The Pakistani doctor who helped the CIA locate Osama Bin Laden was handed a 33-year prison sentence last week for conspiring with Islamic militants, not for assisting American agents, according to a court document.
The verdict counters the U.S. government's claim that the doctor Shakeel Afridi was jailed for assisting American intelligence agents, and will hamper its efforts to seek his release. Pakistan will now be able to argue that Afridi's conviction is an internal matter that doesn't involve the U.S.
The court document charges Afridi with providing both financial and medical assistance to the now-defunct militant Islamic organization Lashkar-e-Islam -- literally Army of Islam -- during his residency as a government physician at Tehsil Headquarter Hospital in the Khyber Agency tribal area of western Pakistan.
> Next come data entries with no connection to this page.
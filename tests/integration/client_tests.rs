//! End-to-end client tests against the simulator.

use std::sync::{Arc, Mutex};
use std::time::Duration;

use devicebus::error::{BusError, FaultKind, FaultKinds};
use devicebus::sim::{SimulatedBus, SimulatedPeripheral, Traffic};
use devicebus::{Backend, Bus, BusAddress, BusSet, Client, MuxRoute, RetryPolicy, Transaction};
use embedded_hal::delay::DelayNs;

/// Records requested sleeps instead of sleeping.  Clones share the log.
#[derive(Clone, Default)]
struct RecordingDelay(Arc<Mutex<Vec<Duration>>>);

impl RecordingDelay {
    fn sleeps(&self) -> Vec<Duration> {
        self.0.lock().unwrap().clone()
    }

    fn clear(&self) {
        self.0.lock().unwrap().clear();
    }
}

impl DelayNs for RecordingDelay {
    fn delay_ns(&mut self, ns: u32) {
        self.0.lock().unwrap().push(Duration::from_nanos(u64::from(ns)));
    }

    fn delay_us(&mut self, us: u32) {
        self.0.lock().unwrap().push(Duration::from_micros(u64::from(us)));
    }
}

fn simulated(index: u8) -> (Arc<Bus>, SimulatedBus) {
    let sim = SimulatedBus::new();
    (Bus::new(index, Box::new(sim.clone())), sim)
}

fn ms(v: u64) -> Duration {
    Duration::from_millis(v)
}

#[test]
fn register_round_trip_behind_mux_through_bus_set() {
    let mut set = BusSet::new(Backend::Simulated, RetryPolicy::default());
    let mut client = set
        .client("sht25", BusAddress::behind_mux(2, 0x77, 0x70, 3).unwrap())
        .unwrap();

    client.write_register(0x01, 0x02).unwrap();
    assert_eq!(client.read_register(0x01).unwrap(), 0x02);
    assert_eq!(set.simulator(2).unwrap().mux().connection(0x70), Some(0x08));
}

#[test]
fn transient_faults_back_off_exponentially() {
    let (bus, sim) = simulated(1);
    sim.add_peripheral(SimulatedPeripheral::new(0x40));
    let delay = RecordingDelay::default();
    let mut c = Client::with_delay(
        "dac",
        bus,
        BusAddress::direct(1, 0x40).unwrap(),
        RetryPolicy::default(),
        Box::new(delay.clone()),
    )
    .unwrap();
    assert!(delay.sleeps().is_empty());

    sim.fail_next(0x40, 2);
    c.write(&[0x30, 0x0F, 0xFF]).unwrap();
    assert_eq!(delay.sleeps(), vec![ms(100), ms(200)]);
}

#[test]
fn exhausted_retries_return_the_original_error() {
    let (bus, sim) = simulated(1);
    sim.add_peripheral(SimulatedPeripheral::new(0x40));
    let delay = RecordingDelay::default();
    let mut c = Client::with_delay(
        "dac",
        bus,
        BusAddress::direct(1, 0x40).unwrap(),
        RetryPolicy::default(),
        Box::new(delay.clone()),
    )
    .unwrap();
    sim.clear_history();

    sim.fail_next(0x40, 100);
    let err = c.read(2).unwrap_err();
    assert!(matches!(err, BusError::Read(f) if f.address == 0x40));
    assert_eq!(delay.sleeps(), vec![ms(100), ms(200), ms(400), ms(800)]);
    assert_eq!(sim.history().len(), 5);
}

#[test]
fn kinds_outside_the_mask_are_not_retried() {
    let (bus, sim) = simulated(1);
    sim.add_peripheral(SimulatedPeripheral::new(0x40));
    let delay = RecordingDelay::default();
    let policy = RetryPolicy {
        kinds: FaultKinds::NONE.with(FaultKind::Read),
        ..RetryPolicy::default()
    };
    let mut c = Client::with_delay(
        "dac",
        bus,
        BusAddress::direct(1, 0x40).unwrap(),
        policy,
        Box::new(delay.clone()),
    )
    .unwrap();

    sim.fail_next(0x40, 1);
    assert!(matches!(c.write(&[1]), Err(BusError::Write(_))));
    assert!(delay.sleeps().is_empty());

    sim.fail_next(0x40, 1);
    c.read(1).unwrap();
    assert_eq!(delay.sleeps(), vec![ms(100)]);
}

#[test]
fn unset_register_is_a_read_error() {
    let (bus, sim) = simulated(1);
    sim.add_peripheral(SimulatedPeripheral::new(0x40).with_register(0x00, 0x11));
    let mut c = Client::with_delay(
        "ph",
        bus,
        BusAddress::direct(1, 0x40).unwrap(),
        RetryPolicy {
            tries: 2,
            ..RetryPolicy::default()
        },
        Box::new(RecordingDelay::default()),
    )
    .unwrap();

    assert_eq!(c.read_register(0x00).unwrap(), 0x11);
    let err = c.read_register(0x05).unwrap_err();
    assert!(matches!(err, BusError::Read(f) if f.register == Some(0x05)));
}

#[test]
fn wrong_channel_is_a_mux_error() {
    let (bus, sim) = simulated(1);
    sim.add_mux(0x70);
    sim.add_peripheral(SimulatedPeripheral::new(0x44).behind(MuxRoute::new(0x70, 2).unwrap()));

    // Configured for channel 5, but the device sits on channel 2.
    let err = Client::with_delay(
        "co2",
        bus,
        BusAddress::behind_mux(1, 0x44, 0x70, 5).unwrap(),
        RetryPolicy::disabled(),
        Box::new(RecordingDelay::default()),
    )
    .unwrap_err();
    let BusError::Initialization { cause, .. } = err else {
        panic!("expected initialization error");
    };
    assert!(matches!(*cause, BusError::Mux(f) if f.address == 0x44));
}

#[test]
fn request_response_protocol_via_canned_reply() {
    let (bus, sim) = simulated(1);
    sim.add_peripheral(
        SimulatedPeripheral::new(0x61).with_response(&[0x03, 0x00], &[0x01, 0xF4, 0x00]),
    );
    let mut c = Client::with_delay(
        "co2",
        bus,
        BusAddress::direct(1, 0x61).unwrap(),
        RetryPolicy::default(),
        Box::new(RecordingDelay::default()),
    )
    .unwrap();

    c.write(&[0x03, 0x00]).unwrap();
    assert_eq!(c.read(3).unwrap(), vec![0x01, 0xF4, 0x00]);
    // Exhausted buffer reads back zeros.
    assert_eq!(c.read(2).unwrap(), vec![0x00, 0x00]);
}

#[test]
fn one_shot_execute_skips_backoff() {
    let (bus, sim) = simulated(1);
    sim.add_peripheral(SimulatedPeripheral::new(0x40));
    let delay = RecordingDelay::default();
    let mut c = Client::with_delay(
        "dac",
        bus,
        BusAddress::direct(1, 0x40).unwrap(),
        RetryPolicy::default(),
        Box::new(delay.clone()),
    )
    .unwrap();
    delay.clear();
    sim.clear_history();

    sim.fail_next(0x40, 1);
    assert!(c.execute(&Transaction::Write(&[1]), false).is_err());
    assert!(delay.sleeps().is_empty());
    assert_eq!(
        sim.history(),
        vec![Traffic::Write {
            address: 0x40,
            bytes: vec![1]
        }]
    );
}

#[test]
fn zero_length_read_is_allowed() {
    let mut set = BusSet::new(Backend::Simulated, RetryPolicy::default());
    let mut c = set.client("x", BusAddress::direct(3, 0x20).unwrap()).unwrap();
    assert!(c.read(0).unwrap().is_empty());
}

#[test]
fn nine_muxes_on_one_bus_all_connect() {
    let mut set = BusSet::new(Backend::Simulated, RetryPolicy::disabled());
    let mut clients = Vec::new();
    for (i, mux) in (0x60..=0x68u8).enumerate() {
        let address = BusAddress::behind_mux(1, 0x40 + i as u8, mux, 0).unwrap();
        clients.push(set.client(format!("d{i}"), address).unwrap());
    }
    assert_eq!(clients[8].bus().mux_state().len(), 9);
    assert_eq!(set.simulator(1).unwrap().mux().connection(0x68), Some(0x01));

    clients[8].write_register(0x00, 0x5A).unwrap();
    assert_eq!(clients[8].read_register(0x00).unwrap(), 0x5A);
}
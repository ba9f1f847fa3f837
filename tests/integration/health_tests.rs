//! Health tracking driven by real client outcomes.

use std::thread;

use devicebus::health::HealthConfig;
use devicebus::{Backend, BusAddress, BusSet, Health, RetryPolicy, SharedHealth};

fn one_shot_set() -> BusSet {
    BusSet::new(Backend::Simulated, RetryPolicy::disabled())
}

#[test]
fn guard_retries_until_the_device_answers() {
    let mut set = one_shot_set();
    let mut c = set.client("t6713", BusAddress::direct(1, 0x15).unwrap()).unwrap();
    let sim = set.simulator(1).unwrap();

    let mut health = Health::new(10, 50.0);
    for _ in 0..4 {
        health.report_success();
    }
    // [S, S, S, S, F, F] is still above 50%.
    sim.fail_next(0x15, 2);
    let bytes = health.guard(|| c.read(2)).unwrap();
    assert_eq!(bytes.len(), 2);
    assert_eq!(health.len(), 7);
    assert!((health.percent() - 500.0 / 7.0).abs() < 0.01);
}

#[test]
fn guard_gives_up_once_unhealthy() {
    let mut set = one_shot_set();
    let mut c = set.client("t6713", BusAddress::direct(1, 0x15).unwrap()).unwrap();
    let sim = set.simulator(1).unwrap();
    sim.clear_history();

    let mut health = Health::new(4, 50.0);
    health.report_success();
    sim.fail_next(0x15, u32::MAX);
    assert!(health.guard(|| c.read(1)).is_err());

    // [S, F] is still 50%; [S, F, F] drops under the minimum.
    assert_eq!(sim.history().len(), 2);
    assert!(!health.is_healthy());

    health.reset();
    assert!(health.is_healthy());
    assert_eq!(health.percent(), 100.0);
}

#[test]
fn configured_window_applies_to_every_tracker() {
    let mut config = devicebus::config::ControllerConfig {
        simulate: true,
        ..Default::default()
    };
    config.health = HealthConfig {
        window: 4,
        minimum_percent: 50.0,
    };
    let set = BusSet::from_config(&config);

    let mut h = set.health();
    h.report_success();
    for _ in 0..3 {
        h.report_failure();
    }
    assert_eq!(h.percent(), 25.0);
    assert!(!h.is_healthy());
}

#[test]
fn shared_tracker_collects_reports_from_threads() {
    let shared = SharedHealth::new(Health::new(64, 80.0));
    let handles: Vec<_> = (0..4)
        .map(|i| {
            let h = shared.clone();
            thread::spawn(move || {
                for _ in 0..10 {
                    if i == 0 {
                        h.report_failure();
                    } else {
                        h.report_success();
                    }
                }
            })
        })
        .collect();
    for h in handles {
        h.join().unwrap();
    }
    assert_eq!(shared.percent(), 75.0);
    assert!(!shared.is_healthy());
}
Being a Govt. servant, his involvement in subversive activities and his role in facilitating the waging of war and attacks upon security forces makes him liable to be proceeded against, read the document.
The U.S. initially responded to Afridi's conviction with severe criticism, and last week a Senate committee voted to cut military aid to Pakistan by $33 million -- one million for every year of Afridi's sentence.
The State Department has not yet responded to the information revealed in the full court document.
Ryan Villarreal reports on foreign affairs with a focus on Latin America. He also covers human rights and environmental issues worldwide....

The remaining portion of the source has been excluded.